### Instructions to follow
Run through the records and show each line that includes the string "already".

___ Information provided ___

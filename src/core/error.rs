//! Error types for precommit-gate.
//!
//! Only fatal conditions live here. Findings, declined prompts, failing test
//! suites and unsupported environments are outcomes, not errors.

use std::path::PathBuf;

/// Result type alias using our Error type.
pub type Result<T> = std::result::Result<T, Error>;

/// All possible errors in precommit-gate.
#[derive(Debug, thiserror::Error)]
pub enum Error {
    // =========================================================================
    // Configuration errors
    // =========================================================================
    /// Configuration file not found.
    #[error("Configuration file not found: {path}")]
    ConfigNotFound {
        /// Path where config was expected.
        path: PathBuf,
    },

    /// Failed to parse configuration file.
    #[error("Failed to parse configuration: {message}")]
    ConfigParse {
        /// Description of the parse error.
        message: String,
        /// Optional source error.
        #[source]
        source: Option<Box<dyn std::error::Error + Send + Sync>>,
    },

    /// Invalid configuration value.
    #[error("Invalid configuration: {field} - {message}")]
    ConfigInvalid {
        /// Field name that is invalid.
        field: String,
        /// Description of why it's invalid.
        message: String,
    },

    // =========================================================================
    // Collection errors
    // =========================================================================
    /// A directory or file below the project root could not be read.
    #[error("Failed to read {path}")]
    Walk {
        /// Path that could not be read.
        path: PathBuf,
        /// Source error.
        #[source]
        source: std::io::Error,
    },

    // =========================================================================
    // Git errors
    // =========================================================================
    /// Not in a Git repository.
    #[error("Not in a Git repository")]
    NotGitRepo,

    /// Git hook already exists and wasn't created by us.
    #[error("Git hook already exists at {path}. Use --force to overwrite.")]
    HookExists {
        /// Path to existing hook.
        path: PathBuf,
    },

    // =========================================================================
    // Process errors
    // =========================================================================
    /// Command could not be started.
    #[error("Failed to run '{command}'")]
    Spawn {
        /// The command line that failed to start.
        command: String,
        /// Source error.
        #[source]
        source: std::io::Error,
    },

    // =========================================================================
    // I/O errors
    // =========================================================================
    /// File I/O error.
    #[error("I/O error: {message}")]
    Io {
        /// Description of what failed.
        message: String,
        /// Source error.
        #[source]
        source: std::io::Error,
    },

    // =========================================================================
    // Internal errors
    // =========================================================================
    /// Internal error (should never happen).
    #[error("Internal error: {message}")]
    Internal {
        /// Error message.
        message: String,
    },
}

impl Error {
    /// Creates a new configuration parse error with source.
    pub fn config_parse_with_source(
        message: impl Into<String>,
        source: impl std::error::Error + Send + Sync + 'static,
    ) -> Self {
        Self::ConfigParse {
            message: message.into(),
            source: Some(Box::new(source)),
        }
    }

    /// Creates a new invalid configuration error.
    pub fn config_invalid(field: impl Into<String>, message: impl Into<String>) -> Self {
        Self::ConfigInvalid {
            field: field.into(),
            message: message.into(),
        }
    }

    /// Creates a new I/O error with context.
    pub fn io(message: impl Into<String>, source: std::io::Error) -> Self {
        Self::Io {
            message: message.into(),
            source,
        }
    }

    /// Converts a directory walk failure into a collection error.
    pub fn walk(err: walkdir::Error) -> Self {
        let path = err.path().map(PathBuf::from).unwrap_or_default();
        let source = err
            .into_io_error()
            .unwrap_or_else(|| std::io::Error::other("filesystem loop detected"));
        Self::Walk { path, source }
    }

    /// Returns true if this is a user-correctable error.
    pub const fn is_user_error(&self) -> bool {
        matches!(
            self,
            Self::ConfigNotFound { .. }
                | Self::ConfigParse { .. }
                | Self::ConfigInvalid { .. }
                | Self::NotGitRepo
                | Self::HookExists { .. }
        )
    }

    /// Renders the error with its whole source chain, one cause per line.
    ///
    /// User-correctable errors end with a pointer to `--help`.
    #[must_use]
    pub fn report(&self) -> String {
        let mut out = format!("Error: {self}");
        let mut source = std::error::Error::source(self);
        while let Some(cause) = source {
            let cause_text = cause.to_string();
            for line in cause_text.lines().filter(|l| !l.trim().is_empty()) {
                out.push_str("\n  ");
                out.push_str(line);
            }
            source = std::error::Error::source(cause);
        }
        if self.is_user_error() {
            out.push_str("\n  Hint: see `pcg --help`.");
        }
        out
    }

    /// Returns an exit code appropriate for this error.
    #[must_use]
    pub const fn exit_code(&self) -> u8 {
        match self {
            Self::ConfigNotFound { .. } | Self::ConfigParse { .. } | Self::ConfigInvalid { .. } => {
                78
            }, // EX_CONFIG
            Self::NotGitRepo => 65, // EX_DATAERR
            Self::Walk { .. } => 74, // EX_IOERR
            _ => 1,
        }
    }
}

___

### Written response
    /// Git hook already exists and wasn't created by us.
    #[error("Git hook already exists at {path}. Use --force to overwrite.")]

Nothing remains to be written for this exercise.